TASK TO COMPLETE: Look through the records and copy every line in which "WebSocketSettings" appears.

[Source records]
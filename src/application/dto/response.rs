//! Response DTOs
//!
//! Data structures for API response bodies.

use serde::Serialize;

use crate::application::services::{AuthToken, GroupOverview};
use crate::domain::{Channel, Group, Profile, User};

/// Authentication token response
#[derive(Debug, Serialize)]
pub struct TokenResponse {
    pub access_token: String,
    pub expires_in: i64,
    pub token_type: String,
}

impl From<AuthToken> for TokenResponse {
    fn from(token: AuthToken) -> Self {
        Self {
            access_token: token.access_token,
            expires_in: token.expires_in,
            token_type: token.token_type,
        }
    }
}

/// Registration/login response (user plus token)
#[derive(Debug, Serialize)]
pub struct AuthResponse {
    pub user: UserResponse,
    pub access_token: String,
    pub expires_in: i64,
    pub token_type: String,
}

impl AuthResponse {
    pub fn new(user: User, token: AuthToken) -> Self {
        Self {
            user: UserResponse::from(user),
            access_token: token.access_token,
            expires_in: token.expires_in,
            token_type: token.token_type,
        }
    }
}

/// User response
#[derive(Debug, Serialize)]
pub struct UserResponse {
    pub id: i64,
    pub username: String,
    pub avatar_url: Option<String>,
    pub bio: Option<String>,
    pub created_at: String,
}

impl From<User> for UserResponse {
    fn from(user: User) -> Self {
        Self {
            id: user.id,
            username: user.username,
            avatar_url: user.avatar_url,
            bio: user.bio,
            created_at: user.created_at.to_rfc3339(),
        }
    }
}

/// Group response
#[derive(Debug, Serialize)]
pub struct GroupResponse {
    pub id: i64,
    pub name: String,
    pub owner_id: i64,
    pub created_at: String,
}

impl From<Group> for GroupResponse {
    fn from(group: Group) -> Self {
        Self {
            id: group.id,
            name: group.name,
            owner_id: group.owner_id,
            created_at: group.created_at.to_rfc3339(),
        }
    }
}

/// Channel response
#[derive(Debug, Serialize)]
pub struct ChannelResponse {
    pub id: i64,
    pub group_id: i64,
    pub name: String,
    pub created_at: String,
}

impl From<Channel> for ChannelResponse {
    fn from(channel: Channel) -> Self {
        Self {
            id: channel.id,
            group_id: channel.group_id,
            name: channel.name,
            created_at: channel.created_at.to_rfc3339(),
        }
    }
}

/// Group with members and channels, for the sidebar listing
#[derive(Debug, Serialize)]
pub struct GroupOverviewResponse {
    pub id: i64,
    pub name: String,
    pub owner_id: i64,
    pub created_at: String,
    pub members: Vec<Profile>,
    pub channels: Vec<ChannelResponse>,
}

impl From<GroupOverview> for GroupOverviewResponse {
    fn from(overview: GroupOverview) -> Self {
        Self {
            id: overview.group.id,
            name: overview.group.name,
            owner_id: overview.group.owner_id,
            created_at: overview.group.created_at.to_rfc3339(),
            members: overview.members,
            channels: overview
                .channels
                .into_iter()
                .map(ChannelResponse::from)
                .collect(),
        }
    }
}

/// Uploaded file descriptor, suitable for a message's `attachments` entry
#[derive(Debug, Serialize)]
pub struct UploadResponse {
    pub url: String,
    pub original: String,
    pub mimetype: String,
    pub size: i64,
}
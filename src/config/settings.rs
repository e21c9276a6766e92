//! Application settings and configuration structures.

use config::{Config, ConfigError, Environment, File};
use serde::Deserialize;

/// Root configuration structure containing all application settings.
#[derive(Debug, Clone, Deserialize)]
pub struct Settings {
    /// Server configuration (host, port)
    pub server: ServerSettings,

    /// Database configuration (PostgreSQL)
    pub database: DatabaseSettings,

    /// JWT authentication settings
    pub jwt: JwtSettings,

    /// File upload settings
    pub uploads: UploadSettings,

    /// CORS configuration
    pub cors: CorsSettings,

    /// WebSocket configuration
    pub websocket: WebSocketSettings,

    /// Current environment (development, staging, production)
    pub environment: String,
}

/// Server binding configuration.
#[derive(Debug, Clone, Deserialize)]
pub struct ServerSettings {
    /// Host address to bind to (e.g., "0.0.0.0")
    pub host: String,

    /// Port number to listen on
    pub port: u16,
}

/// PostgreSQL database configuration.
#[derive(Debug, Clone, Deserialize)]
pub struct DatabaseSettings {
    /// Database connection URL
    pub url: String,

    /// Maximum number of connections in the pool
    pub max_connections: u32,

    /// Minimum number of connections to maintain
    pub min_connections: u32,

    /// Connection acquire timeout in seconds
    pub acquire_timeout: u64,
}

/// JWT authentication configuration.
#[derive(Debug, Clone, Deserialize)]
pub struct JwtSettings {
    /// Secret key for signing tokens
    pub secret: String,

    /// Access token expiry in minutes
    pub access_token_expiry_minutes: i64,
}

/// File upload configuration.
#[derive(Debug, Clone, Deserialize)]
pub struct UploadSettings {
    /// Directory uploaded files are stored in and served from
    pub dir: String,

    /// Maximum accepted size per file in bytes
    pub max_file_size: usize,
}

/// CORS configuration.
#[derive(Debug, Clone, Deserialize)]
pub struct CorsSettings {
    /// Allowed origins (comma-separated in env)
    pub allowed_origins: Vec<String>,
}

/// WebSocket configuration.
#[derive(Debug, Clone, Deserialize)]
pub struct WebSocketSettings {
    /// Maximum inbound frame payload size in bytes
    pub max_message_size: usize,
}

/// Minimum required length for JWT secret (256 bits = 32 bytes)
pub const MIN_JWT_SECRET_LENGTH: usize = 32;

impl Settings {
    /// Load settings from environment variables and configuration files.
    ///
    /// The loading order is:
    /// 1. config/default.toml (base configuration)
    /// 2. config/{RUN_ENV}.toml (environment-specific overrides)
    /// 3. Environment variables (highest priority)
    ///
    /// # Errors
    ///
    /// Returns `ConfigError` if configuration cannot be loaded or parsed,
    /// or if JWT secret is too short.
    pub fn load() -> Result<Self, ConfigError> {
        // Load .env file if present (ignore errors if not found)
        let _ = dotenvy::dotenv();

        // Determine the running environment
        let environment = std::env::var("RUN_ENV").unwrap_or_else(|_| "development".into());

        Config::builder()
            // Start with default values
            .set_default("environment", environment.clone())?
            .set_default("server.host", "0.0.0.0")?
            .set_default("server.port", 3000)?
            .set_default("database.max_connections", 10)?
            .set_default("database.min_connections", 2)?
            .set_default("database.acquire_timeout", 30)?
            .set_default("jwt.access_token_expiry_minutes", 60)?
            .set_default("uploads.dir", "uploads")?
            .set_default("uploads.max_file_size", 10_485_760_i64)? // 10MB
            .set_default("cors.allowed_origins", vec!["http://localhost:3000"])?
            .set_default("websocket.max_message_size", 65536_i64)? // 64KB
            // Load from config files
            .add_source(File::with_name("config/default").required(false))
            .add_source(File::with_name(&format!("config/{}", environment)).required(false))
            // Load from environment variables
            // APP__SERVER__PORT=3000 -> server.port = 3000
            .add_source(
                Environment::default()
                    .prefix("APP")
                    .separator("__")
                    .try_parsing(true),
            )
            // Map simple environment variables
            .set_override_option("server.host", std::env::var("SERVER_HOST").ok())?
            .set_override_option("server.port", std::env::var("SERVER_PORT").ok())?
            .set_override_option("database.url", std::env::var("DATABASE_URL").ok())?
            .set_override_option("jwt.secret", std::env::var("JWT_SECRET").ok())?
            .set_override_option("uploads.dir", std::env::var("UPLOADS_DIR").ok())?
            .build()?
            .try_deserialize()
            .and_then(|settings: Self| {
                // Validate JWT secret length for security
                if settings.jwt.secret.len() < MIN_JWT_SECRET_LENGTH {
                    return Err(ConfigError::Message(format!(
                        "JWT secret must be at least {} characters for security. Current length: {}",
                        MIN_JWT_SECRET_LENGTH,
                        settings.jwt.secret.len()
                    )));
                }
                Ok(settings)
            })
    }

    /// Get the full server address as a string.
    pub fn server_addr(&self) -> String {
        format!("{}:{}", self.server.host, self.server.port)
    }
}

impl DatabaseSettings {
    /// Get the connection URL.
    pub fn connection_url(&self) -> &str {
        &self.url
    }
}
//! Authentication Middleware
//!
//! JWT validation middleware for protected routes. The same `Claims`
//! structure backs the WebSocket session bridge, so one issued token works
//! for both the HTTP API and the gateway handshake.

use axum::{
    extract::{Request, State},
    http::header::AUTHORIZATION,
    middleware::Next,
    response::Response,
};
use jsonwebtoken::{decode, DecodingKey, Validation};
use serde::{Deserialize, Serialize};

use crate::shared::error::AppError;
use crate::startup::AppState;

/// JWT claims structure
#[derive(Debug, Serialize, Deserialize, Clone)]
pub struct Claims {
    /// Subject (user ID)
    pub sub: String,
    /// Expiration time (Unix timestamp)
    pub exp: i64,
    /// Issued at time (Unix timestamp)
    pub iat: i64,
}

/// Authenticated user extension
#[derive(Debug, Clone)]
pub struct AuthUser {
    pub user_id: i64,
}

/// Authentication middleware that validates JWT tokens
pub async fn auth_middleware(
    State(state): State<AppState>,
    mut request: Request,
    next: Next,
) -> Result<Response, AppError> {
    let auth_header = request
        .headers()
        .get(AUTHORIZATION)
        .and_then(|h| h.to_str().ok())
        .ok_or_else(|| AppError::Unauthorized("Missing authorization header".into()))?;

    let token = auth_header
        .strip_prefix("Bearer ")
        .ok_or_else(|| AppError::Unauthorized("Invalid authorization header format".into()))?;

    let token_data = decode::<Claims>(
        token,
        &DecodingKey::from_secret(state.settings.jwt.secret.as_bytes()),
        &Validation::default(),
    )
    .map_err(|e| match e.kind() {
        jsonwebtoken::errors::ErrorKind::ExpiredSignature => {
            AppError::Unauthorized("Token expired".into())
        }
        _ => AppError::Unauthorized("Invalid token".into()),
    })?;

    let user_id: i64 = token_data
        .claims
        .sub
        .parse()
        .map_err(|_| AppError::Unauthorized("Invalid token claims".into()))?;

    request.extensions_mut().insert(AuthUser { user_id });

    Ok(next.run(request).await)
}
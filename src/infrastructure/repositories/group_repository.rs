//! Group Repository Implementation
//!
//! PostgreSQL implementation of the GroupRepository trait.

use async_trait::async_trait;
use chrono::{DateTime, Utc};
use sqlx::PgPool;

use super::user_repository::ProfileRow;
use crate::domain::{Group, GroupRepository, Profile};
use crate::shared::error::AppError;

#[derive(Debug, sqlx::FromRow)]
struct GroupRow {
    id: i64,
    name: String,
    owner_id: i64,
    created_at: DateTime<Utc>,
}

impl GroupRow {
    fn into_group(self) -> Group {
        Group {
            id: self.id,
            name: self.name,
            owner_id: self.owner_id,
            created_at: self.created_at,
        }
    }
}

/// PostgreSQL group repository implementation.
#[derive(Clone)]
pub struct PgGroupRepository {
    pool: PgPool,
}

impl PgGroupRepository {
    pub fn new(pool: PgPool) -> Self {
        Self { pool }
    }
}

#[async_trait]
impl GroupRepository for PgGroupRepository {
    async fn find_by_id(&self, id: i64) -> Result<Option<Group>, AppError> {
        let row = sqlx::query_as::<_, GroupRow>(
            "SELECT id, name, owner_id, created_at FROM groups WHERE id = $1",
        )
        .bind(id)
        .fetch_optional(&self.pool)
        .await?;

        Ok(row.map(|r| r.into_group()))
    }

    async fn create_with_owner(&self, name: &str, owner_id: i64) -> Result<Group, AppError> {
        let mut tx = self.pool.begin().await?;

        let row = sqlx::query_as::<_, GroupRow>(
            r#"
            INSERT INTO groups (name, owner_id)
            VALUES ($1, $2)
            RETURNING id, name, owner_id, created_at
            "#,
        )
        .bind(name)
        .bind(owner_id)
        .fetch_one(&mut *tx)
        .await?;

        sqlx::query("INSERT INTO group_members (group_id, user_id) VALUES ($1, $2)")
            .bind(row.id)
            .bind(owner_id)
            .execute(&mut *tx)
            .await?;

        tx.commit().await?;
        Ok(row.into_group())
    }

    async fn is_member(&self, group_id: i64, user_id: i64) -> Result<bool, AppError> {
        let row: Option<(i32,)> = sqlx::query_as(
            "SELECT 1 FROM group_members WHERE group_id = $1 AND user_id = $2",
        )
        .bind(group_id)
        .bind(user_id)
        .fetch_optional(&self.pool)
        .await?;

        Ok(row.is_some())
    }

    async fn add_member(&self, group_id: i64, user_id: i64) -> Result<(), AppError> {
        sqlx::query("INSERT INTO group_members (group_id, user_id) VALUES ($1, $2)")
            .bind(group_id)
            .bind(user_id)
            .execute(&self.pool)
            .await?;

        Ok(())
    }

    async fn members(&self, group_id: i64) -> Result<Vec<Profile>, AppError> {
        let rows = sqlx::query_as::<_, ProfileRow>(
            r#"
            SELECT u.id, u.username, u.avatar_url
            FROM group_members gm
            JOIN users u ON u.id = gm.user_id
            WHERE gm.group_id = $1
            ORDER BY u.username
            "#,
        )
        .bind(group_id)
        .fetch_all(&self.pool)
        .await?;

        Ok(rows.into_iter().map(|r| r.into_profile()).collect())
    }

    async fn groups_of(&self, user_id: i64) -> Result<Vec<Group>, AppError> {
        let rows = sqlx::query_as::<_, GroupRow>(
            r#"
            SELECT g.id, g.name, g.owner_id, g.created_at
            FROM group_members gm
            JOIN groups g ON g.id = gm.group_id
            WHERE gm.user_id = $1
            ORDER BY g.id
            "#,
        )
        .bind(user_id)
        .fetch_all(&self.pool)
        .await?;

        Ok(rows.into_iter().map(|r| r.into_group()).collect())
    }
}
//! Presentation Layer
//!
//! HTTP routes, middleware, and the real-time WebSocket subsystem.

pub mod http;
pub mod middleware;
pub mod realtime;
//! Message fan-out and room delivery tests
//!
//! Drives the hub through its public API the way the WebSocket handler
//! does, without a server or database.

use parley::domain::RoomKey;
use parley::presentation::realtime::{fanout, Hub, ServerEvent};

use crate::common::{channel_payload, connect, direct_payload, group_payload};

fn as_json(event: &ServerEvent) -> serde_json::Value {
    serde_json::to_value(event).unwrap()
}

#[tokio::test]
async fn test_direct_message_reaches_recipient_and_sender() {
    let hub = Hub::new();
    let mut alice = connect(&hub, 1);
    let mut bob = connect(&hub, 2);

    fanout::deliver(&hub, direct_payload(1, 2, "hi bob"));

    let bob_events = bob.drain();
    assert_eq!(bob_events.len(), 1);
    let frame = as_json(&bob_events[0]);
    assert_eq!(frame["event"], "msg:new");
    assert_eq!(frame["data"]["content"], "hi bob");
    assert_eq!(frame["data"]["sender"]["id"], 1);

    // The sender's personal room gets the echo for their other devices
    let alice_events = alice.drain();
    assert_eq!(alice_events.len(), 1);
    assert_eq!(as_json(&alice_events[0])["data"]["content"], "hi bob");
}

#[tokio::test]
async fn test_direct_message_reaches_all_recipient_devices() {
    let hub = Hub::new();
    let _alice = connect(&hub, 1);
    let mut bob_laptop = connect(&hub, 2);
    let mut bob_phone = connect(&hub, 2);

    fanout::deliver(&hub, direct_payload(1, 2, "multi"));

    assert_eq!(bob_laptop.drain().len(), 1);
    assert_eq!(bob_phone.drain().len(), 1);
}

#[tokio::test]
async fn test_direct_message_to_offline_user_delivers_nowhere() {
    let hub = Hub::new();
    let mut alice = connect(&hub, 1);

    // User 99 has no connection; only the sender echo goes out
    fanout::deliver(&hub, direct_payload(1, 99, "anyone there"));

    assert_eq!(alice.drain().len(), 1);
}

#[tokio::test]
async fn test_group_message_reaches_joined_members_only() {
    let hub = Hub::new();
    let mut alice = connect(&hub, 1);
    let mut bob = connect(&hub, 2);
    let mut carol = connect(&hub, 3);

    hub.join(alice.id, RoomKey::Group(10));
    hub.join(bob.id, RoomKey::Group(10));
    // Carol is connected but never joined the group room

    fanout::deliver(&hub, group_payload(1, 10, "meeting at 5"));

    assert_eq!(alice.drain().len(), 1);
    assert_eq!(bob.drain().len(), 1);
    assert!(carol.drain().is_empty());
}

#[tokio::test]
async fn test_channel_message_addresses_channel_room() {
    let hub = Hub::new();
    let mut alice = connect(&hub, 1);
    let mut bob = connect(&hub, 2);

    hub.join(alice.id, RoomKey::Channel(7));
    hub.join(bob.id, RoomKey::Channel(7));

    fanout::deliver(&hub, channel_payload(1, 7, "channel msg"));

    let frame = as_json(&bob.drain()[0]);
    assert_eq!(frame["data"]["channel_id"], 7);
    assert_eq!(alice.drain().len(), 1);
}

#[tokio::test]
async fn test_messages_arrive_in_send_order() {
    let hub = Hub::new();
    let _alice = connect(&hub, 1);
    let mut bob = connect(&hub, 2);

    for i in 0..5 {
        fanout::deliver(&hub, direct_payload(1, 2, &format!("msg-{}", i)));
    }

    let contents: Vec<String> = bob
        .drain()
        .iter()
        .map(|e| as_json(e)["data"]["content"].as_str().unwrap().to_string())
        .collect();
    assert_eq!(contents, vec!["msg-0", "msg-1", "msg-2", "msg-3", "msg-4"]);
}

#[tokio::test]
async fn test_typing_reaches_room_members() {
    let hub = Hub::new();
    let alice = connect(&hub, 1);
    let mut bob = connect(&hub, 2);

    hub.join(alice.id, RoomKey::Group(10));
    hub.join(bob.id, RoomKey::Group(10));

    hub.notify_typing(alice.id, &RoomKey::Group(10));

    let events = bob.drain();
    assert_eq!(events.len(), 1);
    let frame = as_json(&events[0]);
    assert_eq!(frame["event"], "typing");
    assert_eq!(frame["data"]["userId"], 1);
    assert_eq!(frame["data"]["room"], "group:10");
}

#[tokio::test]
async fn test_left_room_receives_nothing() {
    let hub = Hub::new();
    let _alice = connect(&hub, 1);
    let mut bob = connect(&hub, 2);

    hub.join(bob.id, RoomKey::Group(10));
    hub.leave(bob.id, &RoomKey::Group(10));

    fanout::deliver(&hub, group_payload(1, 10, "after leave"));

    assert!(bob.drain().is_empty());
}

#[tokio::test]
async fn test_disconnected_connection_receives_nothing() {
    let hub = Hub::new();
    let _alice = connect(&hub, 1);
    let mut bob = connect(&hub, 2);

    hub.disconnect(bob.id);
    fanout::deliver(&hub, direct_payload(1, 2, "gone"));

    assert!(bob.drain().is_empty());
}
//! Group entity and repository trait.
//!
//! Maps to the `groups` and `group_members` tables.

use async_trait::async_trait;
use chrono::{DateTime, Utc};
use serde::{Deserialize, Serialize};

use super::user::Profile;
use crate::shared::error::AppError;

/// A named group of users; the container for channels.
#[derive(Debug, Clone, Serialize, Deserialize)]
pub struct Group {
    pub id: i64,
    pub name: String,
    pub owner_id: i64,
    pub created_at: DateTime<Utc>,
}

/// Repository trait for Group data access operations.
#[async_trait]
pub trait GroupRepository: Send + Sync {
    /// Find a group by ID.
    async fn find_by_id(&self, id: i64) -> Result<Option<Group>, AppError>;

    /// Create a group and enroll the owner as its first member, atomically.
    async fn create_with_owner(&self, name: &str, owner_id: i64) -> Result<Group, AppError>;

    /// Check whether a user is a member of a group.
    async fn is_member(&self, group_id: i64, user_id: i64) -> Result<bool, AppError>;

    /// Enroll a user into a group.
    async fn add_member(&self, group_id: i64, user_id: i64) -> Result<(), AppError>;

    /// List the members of a group.
    async fn members(&self, group_id: i64) -> Result<Vec<Profile>, AppError>;

    /// List the groups a user belongs to.
    async fn groups_of(&self, user_id: i64) -> Result<Vec<Group>, AppError>;
}
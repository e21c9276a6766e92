//! User Repository Implementation
//!
//! PostgreSQL implementation of the UserRepository trait.

use async_trait::async_trait;
use chrono::{DateTime, Utc};
use sqlx::PgPool;

use crate::domain::{Profile, ProfilePatch, User, UserRepository};
use crate::shared::error::AppError;

/// Database row representation matching the users table schema.
#[derive(Debug, sqlx::FromRow)]
struct UserRow {
    id: i64,
    username: String,
    password_hash: String,
    avatar_url: Option<String>,
    bio: Option<String>,
    created_at: DateTime<Utc>,
}

impl UserRow {
    fn into_user(self) -> User {
        User {
            id: self.id,
            username: self.username,
            password_hash: self.password_hash,
            avatar_url: self.avatar_url,
            bio: self.bio,
            created_at: self.created_at,
        }
    }
}

/// Public profile row used by friend and member listings.
#[derive(Debug, sqlx::FromRow)]
pub(crate) struct ProfileRow {
    pub id: i64,
    pub username: String,
    pub avatar_url: Option<String>,
}

impl ProfileRow {
    pub(crate) fn into_profile(self) -> Profile {
        Profile {
            id: self.id,
            username: self.username,
            avatar_url: self.avatar_url,
        }
    }
}

/// PostgreSQL user repository implementation.
#[derive(Clone)]
pub struct PgUserRepository {
    pool: PgPool,
}

impl PgUserRepository {
    pub fn new(pool: PgPool) -> Self {
        Self { pool }
    }
}

#[async_trait]
impl UserRepository for PgUserRepository {
    async fn find_by_id(&self, id: i64) -> Result<Option<User>, AppError> {
        let row = sqlx::query_as::<_, UserRow>(
            r#"
            SELECT id, username, password_hash, avatar_url, bio, created_at
            FROM users
            WHERE id = $1
            "#,
        )
        .bind(id)
        .fetch_optional(&self.pool)
        .await?;

        Ok(row.map(|r| r.into_user()))
    }

    async fn find_by_username(&self, username: &str) -> Result<Option<User>, AppError> {
        let row = sqlx::query_as::<_, UserRow>(
            r#"
            SELECT id, username, password_hash, avatar_url, bio, created_at
            FROM users
            WHERE username = $1
            "#,
        )
        .bind(username)
        .fetch_optional(&self.pool)
        .await?;

        Ok(row.map(|r| r.into_user()))
    }

    async fn create(&self, username: &str, password_hash: &str) -> Result<User, AppError> {
        let row = sqlx::query_as::<_, UserRow>(
            r#"
            INSERT INTO users (username, password_hash)
            VALUES ($1, $2)
            RETURNING id, username, password_hash, avatar_url, bio, created_at
            "#,
        )
        .bind(username)
        .bind(password_hash)
        .fetch_one(&self.pool)
        .await?;

        Ok(row.into_user())
    }

    async fn update_profile(&self, id: i64, patch: &ProfilePatch) -> Result<User, AppError> {
        let row = sqlx::query_as::<_, UserRow>(
            r#"
            UPDATE users
            SET username = COALESCE($2, username),
                bio = COALESCE($3, bio),
                avatar_url = COALESCE($4, avatar_url)
            WHERE id = $1
            RETURNING id, username, password_hash, avatar_url, bio, created_at
            "#,
        )
        .bind(id)
        .bind(patch.username.as_deref())
        .bind(patch.bio.as_deref())
        .bind(patch.avatar_url.as_deref())
        .fetch_one(&self.pool)
        .await?;

        Ok(row.into_user())
    }

    async fn username_taken(
        &self,
        username: &str,
        excluding: Option<i64>,
    ) -> Result<bool, AppError> {
        let taken: Option<(i64,)> = sqlx::query_as(
            r#"
            SELECT id FROM users
            WHERE username = $1 AND ($2::BIGINT IS NULL OR id != $2)
            "#,
        )
        .bind(username)
        .bind(excluding)
        .fetch_optional(&self.pool)
        .await?;

        Ok(taken.is_some())
    }
}
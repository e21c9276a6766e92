//! Data Transfer Objects
//!
//! DTOs for API request/response serialization.

pub mod request;
pub mod response;
//! Request Logging Middleware

use tower_http::classify::{ServerErrorsAsFailures, SharedClassifier};
use tower_http::trace::{DefaultMakeSpan, DefaultOnRequest, DefaultOnResponse, TraceLayer};
use tracing::Level;

/// Create an HTTP trace layer that spans each request and logs the outcome
pub fn create_trace_layer() -> TraceLayer<
    SharedClassifier<ServerErrorsAsFailures>,
    DefaultMakeSpan,
    DefaultOnRequest,
    DefaultOnResponse,
> {
    TraceLayer::new_for_http()
        .make_span_with(DefaultMakeSpan::new().level(Level::INFO))
        .on_request(DefaultOnRequest::new().level(Level::DEBUG))
        .on_response(DefaultOnResponse::new().level(Level::DEBUG))
}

REPLY:
    pub websocket: WebSocketSettings,
pub struct WebSocketSettings {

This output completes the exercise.